> **TASK**
An identical copy of the data below is needed.

Segment Start: RECORDS FOR THIS TASK

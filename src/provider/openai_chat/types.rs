use std::collections::HashMap;

use serde::{Deserialize, Serialize};
use serde_json::Value;

#[derive(Debug, Deserialize, Serialize, Clone)]
pub(crate) struct OpenAiChatResponse {
    #[serde(default)]
    pub(crate) id: Option<String>,
    #[serde(default)]
    pub(crate) model: Option<String>,
    #[serde(default)]
    pub(crate) choices: Vec<OpenAiResponseChoice>,
    #[serde(default)]
    pub(crate) usage: Option<OpenAiUsage>,
    #[serde(default)]
    pub(crate) system_fingerprint: Option<String>,
}

#[derive(Debug, Deserialize, Serialize, Clone)]
pub(crate) struct OpenAiResponseChoice {
    #[serde(default)]
    pub(crate) index: usize,
    pub(crate) message: Option<OpenAiResponseMessage>,
    #[serde(default)]
    pub(crate) finish_reason: Option<String>,
}

#[derive(Debug, Deserialize, Serialize, Clone)]
pub(crate) struct OpenAiResponseMessage {
    #[serde(default)]
    pub(crate) role: Option<String>,
    #[serde(default)]
    pub(crate) content: Option<OpenAiMessageContent>,
    /// DeepSeek and some OpenRouter models return chain-of-thought here.
    #[serde(default)]
    pub(crate) reasoning_content: Option<String>,
    #[serde(default)]
    pub(crate) refusal: Option<String>,
    #[serde(default)]
    pub(crate) tool_calls: Option<Vec<OpenAiToolCallResponse>>,
}

#[derive(Debug, Deserialize, Serialize, Clone)]
#[serde(untagged)]
pub(crate) enum OpenAiMessageContent {
    Text(String),
    Parts(Vec<OpenAiMessagePart>),
}

#[derive(Debug, Deserialize, Serialize, Clone)]
pub(crate) struct OpenAiMessagePart {
    #[serde(rename = "type")]
    pub(crate) kind: String,
    #[serde(default)]
    pub(crate) text: Option<String>,
    #[serde(flatten)]
    pub(crate) extra: HashMap<String, Value>,
}

#[derive(Debug, Deserialize, Serialize, Clone)]
pub(crate) struct OpenAiToolCallResponse {
    #[serde(default)]
    pub(crate) id: Option<String>,
    #[serde(rename = "type", default)]
    pub(crate) kind: Option<String>,
    #[serde(default)]
    pub(crate) function: Option<OpenAiToolFunction>,
}

#[derive(Debug, Deserialize, Serialize, Clone)]
pub(crate) struct OpenAiToolFunction {
    #[serde(default)]
    pub(crate) name: Option<String>,
    #[serde(default)]
    pub(crate) arguments: Option<String>,
}

#[derive(Debug, Deserialize, Serialize, Clone, Default)]
pub(crate) struct OpenAiUsage {
    #[serde(default)]
    pub(crate) prompt_tokens: Option<u64>,
    #[serde(default)]
    pub(crate) completion_tokens: Option<u64>,
    #[serde(default)]
    pub(crate) total_tokens: Option<u64>,
    #[serde(default)]
    pub(crate) prompt_tokens_details: Option<OpenAiPromptTokenDetails>,
    #[serde(default)]
    pub(crate) completion_tokens_details: Option<OpenAiCompletionTokenDetails>,
}

#[derive(Debug, Deserialize, Serialize, Clone, Default)]
pub(crate) struct OpenAiPromptTokenDetails {
    #[serde(default)]
    pub(crate) cached_tokens: Option<u64>,
}

#[derive(Debug, Deserialize, Serialize, Clone, Default)]
pub(crate) struct OpenAiCompletionTokenDetails {
    #[serde(default)]
    pub(crate) reasoning_tokens: Option<u64>,
}

#[derive(Debug, Deserialize, Serialize, Clone)]
pub(crate) struct OpenAiStreamChunk {
    #[serde(default)]
    pub(crate) id: Option<String>,
    #[serde(default)]
    pub(crate) model: Option<String>,
    #[serde(default)]
    pub(crate) choices: Vec<OpenAiStreamChoice>,
    #[serde(default)]
    pub(crate) usage: Option<OpenAiUsage>,
}

#[derive(Debug, Deserialize, Serialize, Clone)]
pub(crate) struct OpenAiStreamChoice {
    #[serde(default)]
    pub(crate) index: usize,
    #[serde(default)]
    pub(crate) delta: Option<OpenAiStreamDelta>,
    #[serde(default)]
    pub(crate) finish_reason: Option<String>,
}

#[derive(Debug, Deserialize, Serialize, Clone)]
pub(crate) struct OpenAiStreamDelta {
    #[serde(default)]
    pub(crate) role: Option<String>,
    #[serde(default)]
    pub(crate) content: Option<String>,
    #[serde(default)]
    pub(crate) reasoning_content: Option<String>,
    #[serde(default)]
    pub(crate) refusal: Option<String>,
    #[serde(default)]
    pub(crate) tool_calls: Option<Vec<OpenAiToolCallDelta>>,
}

#[derive(Debug, Deserialize, Serialize, Clone)]
pub(crate) struct OpenAiToolCallDelta {
    #[serde(default)]
    pub(crate) index: Option<usize>,
    #[serde(default)]
    pub(crate) id: Option<String>,
    #[serde(default)]
    pub(crate) function: Option<OpenAiToolFunction>,
}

Segment End: RECORDS FOR THIS TASK

> **EXERCISE RESULT**
filename src/provider/openai_chat/types.rs
use std::collections::HashMap;

use serde::{Deserialize, Serialize};
use serde_json::Value;

#[derive(Debug, Deserialize, Serialize, Clone)]
pub(crate) struct OpenAiChatResponse {
    #[serde(default)]
    pub(crate) id: Option<String>,
    #[serde(default)]
    pub(crate) model: Option<String>,
    #[serde(default)]
    pub(crate) choices: Vec<OpenAiResponseChoice>,
    #[serde(default)]
    pub(crate) usage: Option<OpenAiUsage>,
    #[serde(default)]
    pub(crate) system_fingerprint: Option<String>,
}

#[derive(Debug, Deserialize, Serialize, Clone)]
pub(crate) struct OpenAiResponseChoice {
    #[serde(default)]
    pub(crate) index: usize,
    pub(crate) message: Option<OpenAiResponseMessage>,
    #[serde(default)]
    pub(crate) finish_reason: Option<String>,
}

#[derive(Debug, Deserialize, Serialize, Clone)]
pub(crate) struct OpenAiResponseMessage {
    #[serde(default)]
    pub(crate) role: Option<String>,
    #[serde(default)]
    pub(crate) content: Option<OpenAiMessageContent>,
    /// DeepSeek and some OpenRouter models return chain-of-thought here.
    #[serde(default)]
    pub(crate) reasoning_content: Option<String>,
    #[serde(default)]
    pub(crate) refusal: Option<String>,
    #[serde(default)]
    pub(crate) tool_calls: Option<Vec<OpenAiToolCallResponse>>,
}

#[derive(Debug, Deserialize, Serialize, Clone)]
#[serde(untagged)]
pub(crate) enum OpenAiMessageContent {
    Text(String),
    Parts(Vec<OpenAiMessagePart>),
}

#[derive(Debug, Deserialize, Serialize, Clone)]
pub(crate) struct OpenAiMessagePart {
    #[serde(rename = "type")]
    pub(crate) kind: String,
    #[serde(default)]
    pub(crate) text: Option<String>,
    #[serde(flatten)]
    pub(crate) extra: HashMap<String, Value>,
}

#[derive(Debug, Deserialize, Serialize, Clone)]
pub(crate) struct OpenAiToolCallResponse {
    #[serde(default)]
    pub(crate) id: Option<String>,
    #[serde(rename = "type", default)]
    pub(crate) kind: Option<String>,
    #[serde(default)]
    pub(crate) function: Option<OpenAiToolFunction>,
}

#[derive(Debug, Deserialize, Serialize, Clone)]
pub(crate) struct OpenAiToolFunction {
    #[serde(default)]
    pub(crate) name: Option<String>,
    #[serde(default)]
    pub(crate) arguments: Option<String>,
}

#[derive(Debug, Deserialize, Serialize, Clone, Default)]
pub(crate) struct OpenAiUsage {
    #[serde(default)]
    pub(crate) prompt_tokens: Option<u64>,
    #[serde(default)]
    pub(crate) completion_tokens: Option<u64>,
    #[serde(default)]
    pub(crate) total_tokens: Option<u64>,
    #[serde(default)]
    pub(crate) prompt_tokens_details: Option<OpenAiPromptTokenDetails>,
    #[serde(default)]
    pub(crate) completion_tokens_details: Option<OpenAiCompletionTokenDetails>,
}

#[derive(Debug, Deserialize, Serialize, Clone, Default)]
pub(crate) struct OpenAiPromptTokenDetails {
    #[serde(default)]
    pub(crate) cached_tokens: Option<u64>,
}

#[derive(Debug, Deserialize, Serialize, Clone, Default)]
pub(crate) struct OpenAiCompletionTokenDetails {
    #[serde(default)]
    pub(crate) reasoning_tokens: Option<u64>,
}

#[derive(Debug, Deserialize, Serialize, Clone)]
pub(crate) struct OpenAiStreamChunk {
    #[serde(default)]
    pub(crate) id: Option<String>,
    #[serde(default)]
    pub(crate) model: Option<String>,
    #[serde(default)]
    pub(crate) choices: Vec<OpenAiStreamChoice>,
    #[serde(default)]
    pub(crate) usage: Option<OpenAiUsage>,
}

#[derive(Debug, Deserialize, Serialize, Clone)]
pub(crate) struct OpenAiStreamChoice {
    #[serde(default)]
    pub(crate) index: usize,
    #[serde(default)]
    pub(crate) delta: Option<OpenAiStreamDelta>,
    #[serde(default)]
    pub(crate) finish_reason: Option<String>,
}

#[derive(Debug, Deserialize, Serialize, Clone)]
pub(crate) struct OpenAiStreamDelta {
    #[serde(default)]
    pub(crate) role: Option<String>,
    #[serde(default)]
    pub(crate) content: Option<String>,
    #[serde(default)]
    pub(crate) reasoning_content: Option<String>,
    #[serde(default)]
    pub(crate) refusal: Option<String>,
    #[serde(default)]
    pub(crate) tool_calls: Option<Vec<OpenAiToolCallDelta>>,
}

#[derive(Debug, Deserialize, Serialize, Clone)]
pub(crate) struct OpenAiToolCallDelta {
    #[serde(default)]
    pub(crate) index: Option<usize>,
    #[serde(default)]
    pub(crate) id: Option<String>,
    #[serde(default)]
    pub(crate) function: Option<OpenAiToolFunction>,
}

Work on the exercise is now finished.